Night comes down and her breath deepens. Millions of stars overhead make the violence of the Big Bang clear. So much force that matter is still sprinting away from the center. I feel the velocity of space pinning me to this platform. I’m tiny but I’m going to be someone’s mom, someone’s everything. I touch the baby. None of this is easy to believe. The stars leave streaks, we’re moving so fast. Ruth breathes heavily. One small scintillation above – a gossamer thread of light – gathers oceans, every word ever spoken on the radio, each calorie of sunlight ever captured and stored in a kernel of corn. You know. Things like that. And the star beside it: the tongues of every lizard, spider, leopard. If spiders have tongues. One day the sun will suck us in. I’m not too angry about that. Lying in these stars, despite them, somehow I can imagine my child seat-belted in a minivan while I stress the importance ofsharing chocolate Easter eggs or stuffed toy pandas or bags of corn chips with the other children. And I’ll mean that being alive matters, even being alive in the smallest, smallest way. And aren’t you lucky to be here.
The first book I’ve read so far this year that was published in 2016 is a DOOZY. Samantha Hunt’s Mr. Splitfoot defies easy description, but I’m going to do my best to tell you why I loved it so much and why you should give it a try. What I’m not going to do is tell you too much about it. I didn’t know much about this novel besides the fast that Andi Miller (of Estella’s Revenge) had chosen it for her pick as the best book she read in January for Book Riot. Reading it is such a thrilling and moving journey that to spoil it would truly be a crime.
The novel begins in the recent past in a home for older, physically and/or mentally “damaged” kids in Upstate New York, named the Love of Christ! (intentional exclamation mark) Foster Home. It’s run by a religious, deranged, but not altogether cruel man named Father Arthur, whom the kids simply call Father. He makes the kids dress in old-time plain clothing and work on the farm. There’s no TV, no internet, no electric heat and air. Our story initially centers on Ruth and Nat, two 17 year olds who are not biologically related but have become so close over the years that they privately call each other “sisters.” (Nat is a boy.) Ruth has a large scar on her face from when her biological mother poured bleach on her. Her much older sister El aged out of the house at 18. She never returned for Ruth. This all sounds really grim, and initially I wondered if the story of the foster kids would take a too-depressing turn, but Hunt somehow manages to weave a streak of hope into the narrative.

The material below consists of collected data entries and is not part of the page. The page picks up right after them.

// src/core/state.rs

//! The state shared by every session: configuration, credentials and the dialer.

use crate::config::Config;
use crate::core::credentials::CredentialStore;
use crate::core::dialer::Dialer;
use std::sync::Arc;
use std::time::Duration;

/// Everything a session needs beyond its own sockets. Read-only after startup,
/// except for the credential snapshot, which is swapped as a whole on reload.
pub struct GatewayState {
    pub config: Config,
    pub credentials: Arc<CredentialStore>,
    pub dialer: Arc<dyn Dialer>,
}

impl GatewayState {
    pub fn new(config: Config, credentials: Arc<CredentialStore>, dialer: Arc<dyn Dialer>) -> Self {
        Self {
            config,
            credentials,
            dialer,
        }
    }

    pub fn upstream_network(&self) -> &str {
        &self.config.upstream.network
    }

    pub fn upstream_address(&self) -> &str {
        &self.config.upstream.address
    }

    pub fn handshake_timeout(&self) -> Option<Duration> {
        self.config.upstream.handshake_timeout()
    }
}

We next flash-forward to the present day, and we meet Cora, a twenty-something woman in a dead end (and soul deadening) insurance job. She spends her breaks buying shoes online and surfing the internet. Cora is having an affair with an older married man, named Lord (!) and she finds out she’s pregnant. Lord is not happy about this situation, to say the least. We quickly learn that Cora is Ruth’s niece – the daughter of El, the sister who left her behind. Ruth shows up at Cora’s door unexpectedly – Cora’s not seen her aunt since she was 17. And now Ruth won’t or can’t talk. But with a lot of nodding and pointing she somehow convinces Cora to come with her on a journey. It’s not like Cora has a lot going for her anyway.
Meanwhile, back at the Love of Christ!, Nat and Ruth start offering seances to the kids at the home, with a mysterious entity named Mr. Splitfoot apparently inhabiting Nat’s body. He tells the kids what they want to hear – that their parents would be with them if they could. They get hooked up with a con man named Mr. Bell who wants to take their talents on the road, for a profit.
So we flip back and forth between two time periods, and the propulsive, mesmerizing quality of the writing casts its spell. I’m not going to tell you any more about the plot, but what starts as a weird, sad story about orphans morphs into a thrilling page-turner. And then it takes this beautiful, haunting turn into something even more magical and meaningful.
I was not able to cobble together much reading time when I first began reading this, but every time I had to put it down, it was with great reluctance. And then last night I read the entire second half in one breathless gulp. I ended up with a face streaming with tears. I didn’t expect to be so moved by this book. If you like creepy, gothic, mysterious page-turners, put Mr. Splitfoot on your TBR. It’s a work of speculative fiction (fantasy? magical realism?) with a great big beating heart.